Louis Robidoux, California Pioneer
by William J. Rubidoux (10d2a1g8b4b)
  Each  year throngs of worshippers climb the slopes of  Mt. Rubidoux, in Riverside, to attend sunrise Easter services. Approaching the summit they look down upon a vast expanse of land owned by Louis Robidoux, a pioneer fur trader and early California settler.   The roots of the Robidoux family in North America are very deep for Andre Robidoux arrived at Quebec from France in about 1650. More than a century later one of his descendants, Joseph, left Canada which had been ceded to the English by the Treaty of Paris in 1763. Like many of his French friends, Joseph Robidoux disdained to live under British rule.
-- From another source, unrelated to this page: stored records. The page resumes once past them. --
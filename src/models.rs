//! Core data models for the ingestion and retrieval pipeline.
//!
//! These types represent the items, segments, and records that flow through
//! ingestion and persist on disk. [`IngestedItem`] doubles as the metadata
//! half of the processed record, so everything here round-trips through
//! serde.

use std::fmt;
use std::path::PathBuf;

use chrono::{DateTime, Utc};
use serde::{Deserialize, Serialize};

/// Where an ingested item came from.
#[derive(Debug, Clone, Copy, PartialEq, Eq, Serialize, Deserialize)]
#[serde(rename_all = "lowercase")]
pub enum SourceKind {
    /// Ingested from a file on disk.
    File,
    /// Ingested from caller-supplied raw text.
    Text,
}

/// The closed set of supported content types.
///
/// Resolved from a declared type or a file extension; each variant maps to
/// exactly one reader in [`crate::reader`].
#[derive(Debug, Clone, Copy, PartialEq, Eq, Serialize, Deserialize)]
#[serde(rename_all = "lowercase")]
pub enum ContentType {
    Csv,
    Pdf,
    Txt,
    Json,
    /// Raw text ingested without a backing file format.
    Text,
}

impl ContentType {
    /// Resolve a content type from a file extension (without the dot).
    pub fn from_extension(ext: &str) -> Option<Self> {
        match ext.to_ascii_lowercase().as_str() {
            "csv" => Some(ContentType::Csv),
            "pdf" => Some(ContentType::Pdf),
            "txt" => Some(ContentType::Txt),
            "json" => Some(ContentType::Json),
            _ => None,
        }
    }

    /// Resolve a content type from a declared name (e.g. `--content-type pdf`).
    pub fn from_name(name: &str) -> Option<Self> {
        match name.to_ascii_lowercase().as_str() {
            "csv" => Some(ContentType::Csv),
            "pdf" => Some(ContentType::Pdf),
            "txt" => Some(ContentType::Txt),
            "json" => Some(ContentType::Json),
            "text" => Some(ContentType::Text),
            _ => None,
        }
    }

    pub fn as_str(&self) -> &'static str {
        match self {
            ContentType::Csv => "csv",
            ContentType::Pdf => "pdf",
            ContentType::Txt => "txt",
            ContentType::Json => "json",
            ContentType::Text => "text",
        }
    }
}

impl fmt::Display for ContentType {
    fn fmt(&self, f: &mut fmt::Formatter<'_>) -> fmt::Result {
        f.write_str(self.as_str())
    }
}

/// One unit of ingested material, reconstructable from its processed record.
///
/// Immutable after creation except for the late addition of
/// `vector_location` once embedding succeeds. The `id` is the join key
/// across the raw copy, the processed record, and the vector index
/// directory.
#[derive(Debug, Clone, Serialize, Deserialize)]
pub struct IngestedItem {
    pub id: String,
    pub source_kind: SourceKind,
    pub original_name: String,
    pub content_type: ContentType,
    /// Verbatim copy of the original bytes, made at ingestion time.
    pub raw_location: PathBuf,
    /// Durable record holding `{metadata, content}`.
    pub processed_location: PathBuf,
    /// Present if and only if at least one segment was embedded.
    #[serde(default, skip_serializing_if = "Option::is_none")]
    pub vector_location: Option<PathBuf>,
    pub ingested_at: DateTime<Utc>,
    pub size_bytes: u64,
}

/// One chunk of text derived from an item's content.
///
/// Boundaries are deterministic given the same input and chunking
/// parameters. The hash is a SHA-256 of the text, used to detect a
/// persisted index whose segment texts no longer match their vectors.
#[derive(Debug, Clone, PartialEq, Serialize, Deserialize)]
pub struct Segment {
    pub text: String,
    /// `id` of the [`IngestedItem`] this segment belongs to.
    pub source_id: String,
    pub chunk_index: i64,
    pub hash: String,
}

/// Content extracted by a reader.
///
/// `Text` and `Pages` are embeddable; `Structured` (CSV records, arbitrary
/// JSON) is cataloged without a vector index.
#[derive(Debug, Clone, PartialEq, Serialize, Deserialize)]
#[serde(untagged)]
pub enum ProcessedContent {
    Text(String),
    Pages(Vec<String>),
    Structured(serde_json::Value),
}

impl ProcessedContent {
    /// The embeddable text units of this content, if any.
    pub fn text_units(&self) -> Option<Vec<&str>> {
        match self {
            ProcessedContent::Text(t) => Some(vec![t.as_str()]),
            ProcessedContent::Pages(pages) => Some(pages.iter().map(String::as_str).collect()),
            ProcessedContent::Structured(_) => None,
        }
    }
}

/// The durable processed record, one per ingested item.
#[derive(Debug, Clone, Serialize, Deserialize)]
pub struct ProcessedRecord {
    pub metadata: IngestedItem,
    pub content: ProcessedContent,
}
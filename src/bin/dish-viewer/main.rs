use std::sync::Arc;

use dish_detail::{config::Config, navigation::History, DishDetail, HttpDishService};
use tokio::io::{AsyncBufReadExt, BufReader};

mod handlers;

#[tokio::main]
async fn main() -> anyhow::Result<()> {
    let config = Config::from_env()?;
    config.setup_logging()?;

    let service = Arc::new(HttpDishService::new(config.base_url.clone()));
    let mut detail = DishDetail::new(service, Box::new(History::new()), config.base_url);
    detail.init().await;

    let mut args = std::env::args().skip(1);
    let first = args.next().map(|id| format!("open {id}"));

    println!("{}", handlers::HELP);
    if let Some(line) = first {
        run_line(&mut detail, &line).await?;
    }

    let mut lines = BufReader::new(tokio::io::stdin()).lines();
    while let Some(line) = lines.next_line().await? {
        if !run_line(&mut detail, &line).await? {
            break;
        }
    }
    Ok(())
}

async fn run_line(detail: &mut DishDetail, line: &str) -> anyhow::Result<bool> {
    match handlers::ViewerAction::new(line) {
        Ok(action) => action.run(detail).await,
        Err(hint) => {
            println!("{hint}\n\n{}", handlers::HELP);
            Ok(true)
        }
    }
}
     His emigration to St. Louis in 1770 marked another step westward in the history of a family whose activities brought them constantly beyond the frontier. Joseph died in the following year. He was survived by his son and namesake, Joseph, who became a successful merchant in St. Louis and  to whom was born eight sons, six of whom played prominent roles in the annals of the west.   Of these six sons, my great, great, grandfather, Louis Robidoux, is best known to readers of California history. Born in St. Louis on July 7, 1796, he lived under four flags. At the time of his birth his native city stood upon territory governed by Spain, but which was ceded to France in 1800. As part of the Louisiana Purchase, St. Louis was sold to the United States three years later. Louis lived under the Mexican flag in New Mexico and California and died a citizen of the United States at Riverside.
     Louis Robidoux was fortunate enough to receive a good education from tutors engaged by his father. He became an expert linguist and is said to have mastered four languages. In addition, he absorbed much lore of the frontier, information which was indispensable for survival where danger was commonplace.   His father died when he was thirteen years old and thereafter he lived close to his brothers. Trade on the Santa Fe Trail commenced in 1822 and two years later he and his brother Joseph made a trip to the southwest. A contemporary dairy contains the entry, “Sept. 20, 1824. Robidoux party  started for St. Afee [Santa Fe] today.”     Upon his arrival at the key city of the southwest, Louis started a store and constructed a gristmill. He was part of an important business venture that involved him and several of his brothers.
     Joseph Robidoux, founder of St. Joseph, Missouri, which he named after his patron saint, established a trading post in the Blacksnake Hills. Isadore and Francois Robidoux traded in Sonora and Chihuahua, Mexico. The former took over the Robidoux agency at Santa Fe when Louis moved his operations to Taos, New Mexico.  Ultimately another of the brothers, Antoine, shipped most of his furs through the Taos post. Antoine, who has been credited with being “the first American trapper out of Taos” has been called the “Kingpin of the Fur Trade of the Southwest.” In 1829 he and Louis  became naturalized citizens of Mexico and in the following year the former was elected president of the town council of Santa Fe. Antoine erected the first trading post west of the Rockies on the Gunnison River in what is now southwestern Colorado. Michal (frequently called Miguel) Robidoux is remembered as the leader of the Pattie fur hunting party on the Gila river which resulted in the massacre of most of the trappers by hostile Indians.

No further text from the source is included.